Along the Japan Sea we would take frequent detours through narrow, twisting, village streets. This was bike travelling at its best.

South of Niigata we chose an inland route to Nagano city and the Japan Alps. For several days we were plagued by wet weather. A highlight was a warm evening in a small Nagano city café, sitting near the entrance watching the rain dancing on the pavements.

That night the beer was served in large chilled glasses, accompanied by a simple dish of boiled green soy beans (edamame) our favourite entré. This was generously followed by grilled fish, fried crunchy noodles galore, and thinly sliced lightly-cooked beef. Japanese cuisine was proving excellent for bike travellers.

On another occasionally I tried the infamous natto - a fermented pungent bean paste that tests the taste buds of any gaijin. "It smells like shit," I was told by an attractive young Japanese woman.

In the Ueda mountains we pedalled up a very steep hill to the Mugonkan, a museum founded by Seiichiro Kuboshima to display works of art students who died in World War 2. Haruko had introduced me to the art museum about three years previously. She interpreted Mugonkan as "The silent house."

"The artists do not talk any more. We just see what they have left from their lives. But when we look at their art and their letters, we know they had great expectations for their future as artists."

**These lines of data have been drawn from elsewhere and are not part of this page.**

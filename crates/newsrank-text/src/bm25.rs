use std::collections::{BTreeMap, BTreeSet};

use newsrank_core::config::SearchConfig;
use newsrank_core::types::{RelevanceType, SearchResult};

use crate::index::ArticleIndex;

/// Lower bound for idf so terms present in most articles still add a
/// small positive amount and raw scores never go negative.
pub const IDF_FLOOR: f64 = 0.01;

#[derive(Debug, Clone, Copy, PartialEq)]
pub struct Bm25Params {
	pub k1: f64,
	pub b: f64,
	pub norm: f64,
}

impl Default for Bm25Params {
	fn default() -> Self { Self { k1: 1.5, b: 0.75, norm: 10.0 } }
}

impl From<&SearchConfig> for Bm25Params {
	fn from(c: &SearchConfig) -> Self { Self { k1: c.bm25_k1, b: c.bm25_b, norm: c.bm25_norm } }
}

pub fn idf(doc_count: usize, doc_freq: usize) -> f64 {
	let n = doc_count as f64;
	let df = doc_freq as f64;
	((n - df + 0.5) / (df + 0.5)).ln().max(IDF_FLOOR)
}

/// Contribution of one query term to one document.
pub fn term_score(params: &Bm25Params, idf: f64, tf: f64, doc_len: f64, avgdl: f64) -> f64 {
	if tf <= 0.0 { return 0.0; }
	let avgdl = if avgdl > 0.0 { avgdl } else { 1.0 };
	let denom = tf + params.k1 * (1.0 - params.b + params.b * doc_len / avgdl);
	idf * tf * (params.k1 + 1.0) / denom
}

/// Keyword channel: OR-semantics candidate selection, BM25 scoring,
/// scores mapped to [0,1] via `min(raw / norm, 1)`.
#[derive(Debug, Clone)]
pub struct KeywordRetriever {
	params: Bm25Params,
}

impl KeywordRetriever {
	pub fn new(params: Bm25Params) -> Self { Self { params } }

	pub fn params(&self) -> &Bm25Params { &self.params }

	/// Unnormalized BM25 score of one article for already-tokenized terms.
	pub fn raw_score(&self, index: &ArticleIndex, id: &str, terms: &[String]) -> f64 {
		let n = index.len();
		let dl = index.doc_len(id) as f64;
		terms
			.iter()
			.map(|t| term_score(&self.params, idf(n, index.doc_freq(t)), f64::from(index.term_freq(id, t)), dl, index.avgdl()))
			.sum()
	}

	pub fn search(&self, index: &ArticleIndex, query: &str) -> Vec<SearchResult> {
		let terms = index.tokenizer().unique_terms(query);
		if terms.is_empty() || index.is_empty() { return Vec::new(); }

		let mut matched: BTreeMap<&str, BTreeSet<String>> = BTreeMap::new();
		for term in &terms {
			if let Some(ids) = index.postings(term) {
				for id in ids { matched.entry(id.as_str()).or_default().insert(term.clone()); }
			}
		}

		let mut results: Vec<SearchResult> = matched
			.into_iter()
			.map(|(id, matched_terms)| {
				let raw = self.raw_score(index, id, &terms);
				let score = (raw / self.params.norm).clamp(0.0, 1.0);
				let explanation = format!(
					"BM25 match: {} (raw {raw:.3})",
					matched_terms.iter().cloned().collect::<Vec<_>>().join(", ")
				);
				SearchResult { article_id: id.to_string(), score, relevance_type: RelevanceType::Keyword, matched_terms, explanation }
			})
			.collect();
		results.sort_by(|a, b| b.score.total_cmp(&a.score).then_with(|| a.article_id.cmp(&b.article_id)));
		tracing::debug!(query, hits = results.len(), "keyword channel");
		results
	}
}

impl Default for KeywordRetriever {
	fn default() -> Self { Self::new(Bm25Params::default()) }
}

#[cfg(test)]
mod tests {
	use super::*;

	#[test]
	fn idf_is_floored_for_common_terms() {
		assert_eq!(idf(4, 4), IDF_FLOOR);
		assert!(idf(100, 1) > idf(100, 10));
	}

	#[test]
	fn zero_tf_contributes_nothing() {
		assert_eq!(term_score(&Bm25Params::default(), 2.0, 0.0, 10.0, 10.0), 0.0);
	}

	#[test]
	fn empty_average_length_does_not_divide_by_zero() {
		let s = term_score(&Bm25Params::default(), 1.0, 1.0, 0.0, 0.0);
		assert!(s.is_finite() && s > 0.0);
	}
}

Sadly, I suspected some of the young artists may have died fighting New Zealanders in the Pacific War.

We eventually arrived at the tourist resort at Kamikochi - a tough ascending ride from Matsumoto city - where, in the 1890s, the Englishman Walter Weston had inspired the founding of the Japanese Mountaineering Club.

We were, by now, familiar with cycling through tunnels, even welcoming them when it meant a short cut through a mountain. A tunnel also provided temporary shelter from the heavy rain associated with a typhoon. But one long tunnel on the road from Kamikochi to Takayama would not allow cyclists. Instead we had to detour 14 kilometres to cross the 1780 metre Abo Pass - the highest national road in Japan.

(Highest New Zealand national road, the Crown Range in the Southern Lakes district, is 1078 metres and a popular bike travelling route.)

Beyond Takayama we crossed another high pass to Shirakawago, famous for its historic thatched houses, then south to Gifu city and Lake Biwako, the largest lake in Japan. Biwako features in The Tale of Genji written in the early eleventh century by Lady Murasaki and thought to be the world's earliest novel.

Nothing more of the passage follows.